EXERCISE DETAILS | The output is the lines below from the one with "fn large_text(line_count: usize)" through the one with "fn file() ->", both included, printed exactly and with no other line.

:: SOURCE INFORMATION

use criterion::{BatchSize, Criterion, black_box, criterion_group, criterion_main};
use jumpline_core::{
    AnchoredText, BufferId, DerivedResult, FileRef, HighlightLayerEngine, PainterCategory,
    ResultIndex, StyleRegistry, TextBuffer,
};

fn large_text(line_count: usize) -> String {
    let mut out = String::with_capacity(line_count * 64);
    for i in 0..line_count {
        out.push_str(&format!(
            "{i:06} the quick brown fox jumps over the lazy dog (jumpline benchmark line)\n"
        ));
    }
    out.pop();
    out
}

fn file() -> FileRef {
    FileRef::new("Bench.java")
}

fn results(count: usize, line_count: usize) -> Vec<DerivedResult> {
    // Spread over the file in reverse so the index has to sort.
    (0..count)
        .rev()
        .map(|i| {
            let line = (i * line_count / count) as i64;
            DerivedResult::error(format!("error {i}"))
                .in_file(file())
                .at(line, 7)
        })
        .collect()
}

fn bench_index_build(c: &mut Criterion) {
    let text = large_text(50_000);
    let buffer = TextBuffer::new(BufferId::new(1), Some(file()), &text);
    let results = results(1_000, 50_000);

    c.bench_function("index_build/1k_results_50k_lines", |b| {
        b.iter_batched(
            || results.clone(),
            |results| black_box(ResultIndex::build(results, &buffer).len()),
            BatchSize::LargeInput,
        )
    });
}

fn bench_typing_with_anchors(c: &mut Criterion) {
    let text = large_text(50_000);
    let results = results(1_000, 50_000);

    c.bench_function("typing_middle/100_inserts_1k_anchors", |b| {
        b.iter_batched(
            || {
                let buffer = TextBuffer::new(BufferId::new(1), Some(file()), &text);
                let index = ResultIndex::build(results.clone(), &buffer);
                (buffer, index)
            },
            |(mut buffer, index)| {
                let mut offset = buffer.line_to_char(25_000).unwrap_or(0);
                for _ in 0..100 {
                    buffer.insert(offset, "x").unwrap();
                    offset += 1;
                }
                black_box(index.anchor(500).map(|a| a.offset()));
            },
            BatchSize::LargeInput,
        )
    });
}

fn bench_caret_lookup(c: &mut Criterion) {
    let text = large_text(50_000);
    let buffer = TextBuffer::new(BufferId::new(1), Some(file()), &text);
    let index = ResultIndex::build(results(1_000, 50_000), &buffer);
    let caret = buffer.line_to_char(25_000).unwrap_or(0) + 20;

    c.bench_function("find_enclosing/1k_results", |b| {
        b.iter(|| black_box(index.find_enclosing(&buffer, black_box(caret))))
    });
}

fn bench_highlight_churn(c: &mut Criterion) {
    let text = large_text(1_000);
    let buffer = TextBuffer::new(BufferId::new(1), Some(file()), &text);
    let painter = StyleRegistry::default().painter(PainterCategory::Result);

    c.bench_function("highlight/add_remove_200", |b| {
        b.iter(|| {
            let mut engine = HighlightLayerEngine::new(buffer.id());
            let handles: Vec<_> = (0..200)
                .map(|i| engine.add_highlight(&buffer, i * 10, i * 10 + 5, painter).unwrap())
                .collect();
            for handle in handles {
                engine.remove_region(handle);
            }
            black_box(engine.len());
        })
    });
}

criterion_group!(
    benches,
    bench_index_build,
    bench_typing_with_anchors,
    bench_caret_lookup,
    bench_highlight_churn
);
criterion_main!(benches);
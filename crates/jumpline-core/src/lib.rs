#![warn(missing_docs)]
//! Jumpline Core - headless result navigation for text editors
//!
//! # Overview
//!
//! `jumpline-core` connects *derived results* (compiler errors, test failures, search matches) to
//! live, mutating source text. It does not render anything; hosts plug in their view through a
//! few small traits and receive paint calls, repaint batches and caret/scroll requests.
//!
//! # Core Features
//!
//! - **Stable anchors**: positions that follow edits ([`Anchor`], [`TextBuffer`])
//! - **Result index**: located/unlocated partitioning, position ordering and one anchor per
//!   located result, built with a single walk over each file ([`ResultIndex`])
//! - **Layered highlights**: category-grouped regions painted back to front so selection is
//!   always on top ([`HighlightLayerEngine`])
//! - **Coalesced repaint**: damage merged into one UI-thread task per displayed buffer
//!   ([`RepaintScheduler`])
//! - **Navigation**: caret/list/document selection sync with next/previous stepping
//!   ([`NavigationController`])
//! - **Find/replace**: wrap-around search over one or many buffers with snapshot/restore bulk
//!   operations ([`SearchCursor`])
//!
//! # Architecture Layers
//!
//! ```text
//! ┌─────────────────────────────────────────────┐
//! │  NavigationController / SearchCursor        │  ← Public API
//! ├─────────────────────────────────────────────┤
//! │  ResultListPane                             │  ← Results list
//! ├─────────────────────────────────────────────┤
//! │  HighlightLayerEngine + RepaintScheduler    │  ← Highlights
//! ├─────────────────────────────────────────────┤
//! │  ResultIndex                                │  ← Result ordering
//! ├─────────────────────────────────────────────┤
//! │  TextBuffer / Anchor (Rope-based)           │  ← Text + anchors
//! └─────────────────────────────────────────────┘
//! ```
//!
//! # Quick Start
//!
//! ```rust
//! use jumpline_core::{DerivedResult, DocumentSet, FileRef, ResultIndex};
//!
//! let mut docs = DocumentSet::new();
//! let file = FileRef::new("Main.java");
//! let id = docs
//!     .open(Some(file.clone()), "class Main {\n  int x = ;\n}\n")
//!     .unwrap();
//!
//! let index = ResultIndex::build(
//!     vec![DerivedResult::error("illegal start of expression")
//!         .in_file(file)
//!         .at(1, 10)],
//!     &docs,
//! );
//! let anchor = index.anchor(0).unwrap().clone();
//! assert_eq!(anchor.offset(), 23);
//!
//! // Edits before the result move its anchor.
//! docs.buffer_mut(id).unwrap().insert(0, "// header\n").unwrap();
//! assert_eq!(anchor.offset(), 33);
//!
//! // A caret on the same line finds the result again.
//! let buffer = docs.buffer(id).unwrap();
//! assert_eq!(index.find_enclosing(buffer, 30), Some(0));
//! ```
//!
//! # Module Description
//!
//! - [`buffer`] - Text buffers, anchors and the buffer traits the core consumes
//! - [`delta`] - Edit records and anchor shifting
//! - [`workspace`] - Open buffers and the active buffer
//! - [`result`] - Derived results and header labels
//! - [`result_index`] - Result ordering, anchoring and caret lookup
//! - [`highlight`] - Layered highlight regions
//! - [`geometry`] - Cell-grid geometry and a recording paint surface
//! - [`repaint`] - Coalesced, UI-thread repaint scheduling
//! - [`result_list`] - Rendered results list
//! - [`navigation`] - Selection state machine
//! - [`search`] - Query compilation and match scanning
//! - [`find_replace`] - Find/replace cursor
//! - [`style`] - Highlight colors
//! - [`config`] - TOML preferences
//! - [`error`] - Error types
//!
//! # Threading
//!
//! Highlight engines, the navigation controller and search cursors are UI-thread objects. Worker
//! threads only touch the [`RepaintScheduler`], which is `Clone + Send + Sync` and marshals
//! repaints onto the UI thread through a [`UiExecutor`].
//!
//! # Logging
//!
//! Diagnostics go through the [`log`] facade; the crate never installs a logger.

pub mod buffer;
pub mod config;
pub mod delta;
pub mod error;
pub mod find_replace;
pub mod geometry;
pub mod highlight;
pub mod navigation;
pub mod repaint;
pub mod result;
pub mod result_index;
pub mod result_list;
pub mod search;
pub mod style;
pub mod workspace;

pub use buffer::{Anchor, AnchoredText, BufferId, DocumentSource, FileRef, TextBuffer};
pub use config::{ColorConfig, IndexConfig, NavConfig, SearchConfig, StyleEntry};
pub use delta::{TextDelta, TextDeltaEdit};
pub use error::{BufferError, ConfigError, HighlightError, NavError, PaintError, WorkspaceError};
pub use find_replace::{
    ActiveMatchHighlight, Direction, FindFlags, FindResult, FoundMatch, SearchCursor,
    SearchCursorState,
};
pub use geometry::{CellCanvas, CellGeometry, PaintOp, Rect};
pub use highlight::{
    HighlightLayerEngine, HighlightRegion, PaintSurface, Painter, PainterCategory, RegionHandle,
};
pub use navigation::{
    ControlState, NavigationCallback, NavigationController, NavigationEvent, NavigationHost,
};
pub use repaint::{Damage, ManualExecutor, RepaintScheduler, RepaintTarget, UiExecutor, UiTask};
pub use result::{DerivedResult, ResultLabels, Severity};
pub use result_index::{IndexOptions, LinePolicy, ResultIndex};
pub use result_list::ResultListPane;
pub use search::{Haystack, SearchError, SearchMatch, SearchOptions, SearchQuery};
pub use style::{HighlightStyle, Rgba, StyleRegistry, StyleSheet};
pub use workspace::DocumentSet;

::::

SOLUTION FOR THIS PROBLEM |
fn large_text(line_count: usize) -> String {
    let mut out = String::with_capacity(line_count * 64);
    for i in 0..line_count {
        out.push_str(&format!(
            "{i:06} the quick brown fox jumps over the lazy dog (jumpline benchmark line)\n"
        ));
    }
    out.pop();
    out
}

fn file() -> FileRef {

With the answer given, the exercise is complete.